By Bob Rhubart
In the early ’60s in a public library in a small English town, a teenage Maurice Naftalin took the first step in a decades-long career when he discovered a book on the ALGOL 60 programming language. “I thought, ‘This looks like it would be a lot of fun,’” Naftalin says.
But he wouldn’t have access to a computer until 1971 while pursuing a postgraduate degree in chemical spectroscopy. One of his classes required him to write small Fortran programs for analyzing the imaging spectra. Other pursuits beckoned, “but I felt like programming was one thing that I really enjoyed, and it seemed like at that time, it was very easy to get a job,” Naftalin explains.
The job he got was with British Steel Corporation, in 1974, where he worked on “an eccentric project” led by someone who had decided to invent a new programming language for operational research. Naftalin landed what he calls his “first real programming job” in 1977 but in 1982 shifted to a life in academia, turning down the ivory towers of Oxford University to teach at Wolverhampton Polytechnic. Two and a half years later, Naftalin moved to Scotland to take a position as a research fellow at the University of Stirling, where he split his time between research and teaching.

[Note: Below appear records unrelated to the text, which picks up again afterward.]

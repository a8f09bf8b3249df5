//! Backend identity value object

use serde::{Deserialize, Serialize};

/// Identity of an analysis backend (Value Object)
///
/// Backends are registered by name in configuration ("claude", "gemini",
/// "openrouter", ...). The id is what tags every issue a backend produces
/// and what the output report keys its issue map by.
#[derive(Debug, Clone, PartialEq, Eq, Hash, PartialOrd, Ord, Serialize, Deserialize)]
#[serde(transparent)]
pub struct BackendId(String);

impl BackendId {
    /// Create a backend id, rejecting empty or whitespace-only names
    pub fn try_new(name: impl Into<String>) -> Option<Self> {
        let name = name.into();
        let trimmed = name.trim();
        if trimmed.is_empty() {
            None
        } else {
            Some(Self(trimmed.to_string()))
        }
    }

    pub fn as_str(&self) -> &str {
        &self.0
    }
}

impl std::fmt::Display for BackendId {
    fn fmt(&self, f: &mut std::fmt::Formatter<'_>) -> std::fmt::Result {
        write!(f, "{}", self.0)
    }
}

impl std::str::FromStr for BackendId {
    type Err = crate::core::error::DomainError;

    fn from_str(s: &str) -> Result<Self, Self::Err> {
        Self::try_new(s).ok_or_else(|| crate::core::error::DomainError::InvalidBackend(s.to_string()))
    }
}

impl From<&str> for BackendId {
    /// Lenient conversion for literals; empty input becomes `"unknown"`.
    fn from(s: &str) -> Self {
        Self::try_new(s).unwrap_or_else(|| Self("unknown".to_string()))
    }
}

#[cfg(test)]
mod tests {
    use super::*;

    #[test]
    fn test_backend_id_trims() {
        let id = BackendId::try_new("  claude ").unwrap();
        assert_eq!(id.as_str(), "claude");
        assert_eq!(id.to_string(), "claude");
    }

    #[test]
    fn test_backend_id_rejects_empty() {
        assert!(BackendId::try_new("   ").is_none());
        assert!("".parse::<BackendId>().is_err());
    }

    #[test]
    fn test_backend_id_serializes_as_string() {
        let id = BackendId::from("gemini");
        assert_eq!(serde_json::to_string(&id).unwrap(), "\"gemini\"");
    }
}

While at Stirling, Naftalin wrote a program that was designed to support “a different style of a specification development.” As he explains, “It was about refinement. The idea is you start off with a mathematical specification and you gradually transform it into a program, with every step being mathematically provable. So you end up with a program which you have proved, during its development, is going to satisfy the precise specification you started off with. It’s a very attractive idea. Quite difficult to practice.”
But eight years at Stirling left Naftalin feeling “stuck.” So in 1992 he took a job at Lloyd’s Registry, a 200-year-old company whose original focus had been on certifying the seaworthiness of ships. The company wanted to move into the business of certifying software.
At Lloyd’s, Naftalin worked on the certification of the secondary protection system for the Sizewell nuclear power station, then the biggest nuclear development in Britain. He also worked on certifying the software for the power protection system in the Lockheed C-130 Hercules military transport aircraft, to ensure that the software met the stringent standards of the Royal Air Force.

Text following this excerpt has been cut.